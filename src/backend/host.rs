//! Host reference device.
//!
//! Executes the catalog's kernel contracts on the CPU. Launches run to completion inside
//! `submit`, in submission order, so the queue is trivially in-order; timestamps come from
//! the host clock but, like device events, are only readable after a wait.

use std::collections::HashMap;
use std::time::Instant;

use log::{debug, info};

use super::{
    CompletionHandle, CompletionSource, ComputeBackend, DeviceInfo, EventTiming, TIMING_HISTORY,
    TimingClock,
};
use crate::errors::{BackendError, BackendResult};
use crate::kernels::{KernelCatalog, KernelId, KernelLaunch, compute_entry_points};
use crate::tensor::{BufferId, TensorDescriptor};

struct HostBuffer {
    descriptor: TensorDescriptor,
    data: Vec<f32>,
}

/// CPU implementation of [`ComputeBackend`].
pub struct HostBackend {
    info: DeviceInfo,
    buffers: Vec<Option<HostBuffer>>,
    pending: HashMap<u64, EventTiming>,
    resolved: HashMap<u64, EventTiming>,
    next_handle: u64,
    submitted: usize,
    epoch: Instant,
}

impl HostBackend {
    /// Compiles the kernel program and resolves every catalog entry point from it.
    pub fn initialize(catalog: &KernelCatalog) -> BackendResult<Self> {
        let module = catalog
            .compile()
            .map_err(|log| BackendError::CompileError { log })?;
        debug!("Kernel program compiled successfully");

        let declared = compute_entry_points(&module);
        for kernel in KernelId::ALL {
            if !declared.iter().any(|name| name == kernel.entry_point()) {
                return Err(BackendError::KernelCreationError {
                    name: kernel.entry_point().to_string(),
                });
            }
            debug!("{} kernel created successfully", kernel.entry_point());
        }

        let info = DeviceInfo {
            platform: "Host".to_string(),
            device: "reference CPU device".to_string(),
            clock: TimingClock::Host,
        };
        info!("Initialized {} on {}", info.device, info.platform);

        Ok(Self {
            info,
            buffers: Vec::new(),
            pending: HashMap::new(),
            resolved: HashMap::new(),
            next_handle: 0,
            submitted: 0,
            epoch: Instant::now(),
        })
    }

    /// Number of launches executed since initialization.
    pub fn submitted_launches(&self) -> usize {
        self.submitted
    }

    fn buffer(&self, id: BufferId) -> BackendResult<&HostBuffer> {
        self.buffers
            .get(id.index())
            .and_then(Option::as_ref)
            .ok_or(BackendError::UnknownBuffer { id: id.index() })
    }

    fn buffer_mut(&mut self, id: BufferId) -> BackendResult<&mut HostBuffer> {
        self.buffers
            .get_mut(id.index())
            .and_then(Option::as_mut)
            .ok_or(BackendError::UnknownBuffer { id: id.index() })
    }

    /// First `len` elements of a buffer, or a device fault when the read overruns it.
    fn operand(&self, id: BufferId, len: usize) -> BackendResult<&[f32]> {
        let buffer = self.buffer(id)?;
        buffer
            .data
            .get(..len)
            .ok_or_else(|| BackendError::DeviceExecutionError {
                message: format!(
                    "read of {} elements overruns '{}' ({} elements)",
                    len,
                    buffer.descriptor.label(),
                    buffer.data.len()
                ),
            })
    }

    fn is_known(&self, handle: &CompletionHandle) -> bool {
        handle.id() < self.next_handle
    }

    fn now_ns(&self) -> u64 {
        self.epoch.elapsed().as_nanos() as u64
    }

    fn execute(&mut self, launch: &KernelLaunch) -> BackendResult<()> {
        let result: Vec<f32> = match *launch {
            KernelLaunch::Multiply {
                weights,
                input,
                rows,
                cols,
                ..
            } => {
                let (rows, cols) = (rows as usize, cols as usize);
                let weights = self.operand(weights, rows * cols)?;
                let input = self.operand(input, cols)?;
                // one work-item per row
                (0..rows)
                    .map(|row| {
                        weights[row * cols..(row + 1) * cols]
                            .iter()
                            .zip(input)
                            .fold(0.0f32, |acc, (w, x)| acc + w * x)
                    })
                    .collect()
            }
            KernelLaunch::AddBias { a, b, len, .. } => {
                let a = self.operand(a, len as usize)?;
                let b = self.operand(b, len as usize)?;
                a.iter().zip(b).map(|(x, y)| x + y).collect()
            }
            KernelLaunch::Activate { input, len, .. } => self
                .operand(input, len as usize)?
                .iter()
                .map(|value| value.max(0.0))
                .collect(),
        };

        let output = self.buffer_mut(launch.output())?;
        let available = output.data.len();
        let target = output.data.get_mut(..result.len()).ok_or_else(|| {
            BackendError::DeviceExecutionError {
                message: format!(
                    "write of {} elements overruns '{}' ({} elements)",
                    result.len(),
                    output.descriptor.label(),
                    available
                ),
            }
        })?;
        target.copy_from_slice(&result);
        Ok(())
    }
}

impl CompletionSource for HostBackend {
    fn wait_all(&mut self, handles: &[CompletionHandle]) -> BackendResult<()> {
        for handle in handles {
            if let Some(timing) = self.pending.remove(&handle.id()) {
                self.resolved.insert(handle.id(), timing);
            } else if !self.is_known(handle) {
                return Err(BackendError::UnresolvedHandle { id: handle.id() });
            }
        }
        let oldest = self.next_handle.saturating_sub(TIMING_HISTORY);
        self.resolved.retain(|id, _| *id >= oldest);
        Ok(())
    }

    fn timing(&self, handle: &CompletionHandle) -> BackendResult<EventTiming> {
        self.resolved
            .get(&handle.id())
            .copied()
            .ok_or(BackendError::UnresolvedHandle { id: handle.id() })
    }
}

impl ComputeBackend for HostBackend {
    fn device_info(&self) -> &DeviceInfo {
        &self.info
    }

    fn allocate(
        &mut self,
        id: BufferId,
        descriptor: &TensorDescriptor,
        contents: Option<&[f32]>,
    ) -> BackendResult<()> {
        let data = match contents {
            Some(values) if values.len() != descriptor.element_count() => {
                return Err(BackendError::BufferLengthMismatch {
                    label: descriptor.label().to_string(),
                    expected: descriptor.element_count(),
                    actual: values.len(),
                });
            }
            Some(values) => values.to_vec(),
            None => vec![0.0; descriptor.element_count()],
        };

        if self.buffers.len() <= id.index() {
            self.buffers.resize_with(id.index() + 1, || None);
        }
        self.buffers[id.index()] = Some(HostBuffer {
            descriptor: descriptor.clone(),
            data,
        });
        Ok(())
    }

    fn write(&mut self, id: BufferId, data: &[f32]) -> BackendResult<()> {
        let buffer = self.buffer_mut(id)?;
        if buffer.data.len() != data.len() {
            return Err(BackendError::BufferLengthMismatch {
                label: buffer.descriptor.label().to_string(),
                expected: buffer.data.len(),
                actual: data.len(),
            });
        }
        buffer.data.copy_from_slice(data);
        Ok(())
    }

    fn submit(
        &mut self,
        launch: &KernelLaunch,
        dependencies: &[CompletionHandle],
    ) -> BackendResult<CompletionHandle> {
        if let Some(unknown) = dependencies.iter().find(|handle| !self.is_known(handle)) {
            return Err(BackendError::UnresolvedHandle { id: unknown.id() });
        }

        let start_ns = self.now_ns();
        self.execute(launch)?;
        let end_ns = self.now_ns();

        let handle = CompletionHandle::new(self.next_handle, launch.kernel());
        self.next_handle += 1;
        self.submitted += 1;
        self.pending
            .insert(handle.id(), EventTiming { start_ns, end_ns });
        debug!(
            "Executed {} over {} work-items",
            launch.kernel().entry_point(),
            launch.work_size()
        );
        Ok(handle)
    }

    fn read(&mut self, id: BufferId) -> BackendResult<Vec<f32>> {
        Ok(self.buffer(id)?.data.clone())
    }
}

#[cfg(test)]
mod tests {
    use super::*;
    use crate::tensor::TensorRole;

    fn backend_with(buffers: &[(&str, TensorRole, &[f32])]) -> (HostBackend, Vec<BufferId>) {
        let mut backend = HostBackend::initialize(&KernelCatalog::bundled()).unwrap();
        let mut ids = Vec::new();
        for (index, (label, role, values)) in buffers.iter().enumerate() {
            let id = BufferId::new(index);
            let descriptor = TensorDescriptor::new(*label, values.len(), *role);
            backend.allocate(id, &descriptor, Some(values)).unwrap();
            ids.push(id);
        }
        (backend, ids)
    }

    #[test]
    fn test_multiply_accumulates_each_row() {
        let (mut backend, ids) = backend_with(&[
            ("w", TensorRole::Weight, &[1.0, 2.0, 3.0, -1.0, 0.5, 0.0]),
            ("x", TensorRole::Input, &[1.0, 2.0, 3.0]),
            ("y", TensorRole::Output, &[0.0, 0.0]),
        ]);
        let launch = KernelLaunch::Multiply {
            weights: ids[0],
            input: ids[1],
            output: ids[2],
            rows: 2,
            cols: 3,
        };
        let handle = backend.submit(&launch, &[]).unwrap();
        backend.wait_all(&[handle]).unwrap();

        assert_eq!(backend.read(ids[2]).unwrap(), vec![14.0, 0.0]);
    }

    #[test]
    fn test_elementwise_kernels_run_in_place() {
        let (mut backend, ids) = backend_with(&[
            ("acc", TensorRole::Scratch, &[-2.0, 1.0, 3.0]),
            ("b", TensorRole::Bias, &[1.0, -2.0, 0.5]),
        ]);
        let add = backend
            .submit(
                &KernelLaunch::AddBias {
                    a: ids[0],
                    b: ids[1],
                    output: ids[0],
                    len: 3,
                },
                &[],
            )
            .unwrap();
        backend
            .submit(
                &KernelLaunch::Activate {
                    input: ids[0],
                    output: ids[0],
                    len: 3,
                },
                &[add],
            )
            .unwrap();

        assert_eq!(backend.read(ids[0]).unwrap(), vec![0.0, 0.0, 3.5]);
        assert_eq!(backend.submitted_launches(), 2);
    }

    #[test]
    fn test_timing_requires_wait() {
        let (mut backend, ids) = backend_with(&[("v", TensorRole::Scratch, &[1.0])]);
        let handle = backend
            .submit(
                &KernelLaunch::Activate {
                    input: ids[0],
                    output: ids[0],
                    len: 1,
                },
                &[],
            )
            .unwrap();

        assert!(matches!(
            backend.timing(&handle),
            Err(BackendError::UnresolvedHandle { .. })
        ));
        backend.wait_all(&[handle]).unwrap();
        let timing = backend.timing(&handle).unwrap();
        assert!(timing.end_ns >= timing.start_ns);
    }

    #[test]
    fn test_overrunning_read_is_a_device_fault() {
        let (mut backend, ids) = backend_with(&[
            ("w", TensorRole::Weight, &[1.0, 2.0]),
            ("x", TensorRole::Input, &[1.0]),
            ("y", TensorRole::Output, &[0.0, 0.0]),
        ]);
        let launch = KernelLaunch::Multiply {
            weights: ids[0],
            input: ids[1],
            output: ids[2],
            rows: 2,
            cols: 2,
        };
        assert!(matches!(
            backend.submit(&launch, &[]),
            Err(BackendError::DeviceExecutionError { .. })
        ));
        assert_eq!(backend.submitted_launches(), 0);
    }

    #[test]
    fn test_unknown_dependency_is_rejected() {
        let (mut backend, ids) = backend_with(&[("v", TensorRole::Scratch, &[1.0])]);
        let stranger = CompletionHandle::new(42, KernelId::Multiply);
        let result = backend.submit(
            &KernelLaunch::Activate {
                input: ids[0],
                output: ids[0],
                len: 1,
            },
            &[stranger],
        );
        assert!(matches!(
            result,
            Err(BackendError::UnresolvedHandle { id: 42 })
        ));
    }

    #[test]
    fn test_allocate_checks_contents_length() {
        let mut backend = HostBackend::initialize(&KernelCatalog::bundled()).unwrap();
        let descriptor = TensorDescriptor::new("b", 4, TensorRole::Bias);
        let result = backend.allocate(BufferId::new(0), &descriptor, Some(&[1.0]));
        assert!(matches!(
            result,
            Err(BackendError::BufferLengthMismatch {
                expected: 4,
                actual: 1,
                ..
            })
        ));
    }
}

-- Task requirements --
After reading the material above, tally the lines that include the string "ComputeBackend" and give only the number.

-- Response to the task --
3